> Your instructions
The response must reproduce every record in full.
== Supplied entries
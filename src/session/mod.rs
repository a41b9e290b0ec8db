//! Sessions: peers seated around one rule engine.
//!
//! The [`SessionCoordinator`] is the only thing that touches the engine
//! once a session runs. Transports hand it an [`Outbox`] per connection and
//! push [`Inbound`] items onto a command channel; a scheduler drains that
//! channel into [`SessionCoordinator::dispatch`].

mod coordinator;
mod peer;

pub use coordinator::SessionCoordinator;
pub use peer::{Inbound, Outbox, PeerId, Seat};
====
> Your response
filename src/session/mod.rs
repository a41b9e290b0ec8db
//! Sessions: peers seated around one rule engine.
//!
//! The [`SessionCoordinator`] is the only thing that touches the engine
//! once a session runs. Transports hand it an [`Outbox`] per connection and
//! push [`Inbound`] items onto a command channel; a scheduler drains that
//! channel into [`SessionCoordinator::dispatch`].

mod coordinator;
mod peer;

pub use coordinator::SessionCoordinator;
pub use peer::{Inbound, Outbox, PeerId, Seat};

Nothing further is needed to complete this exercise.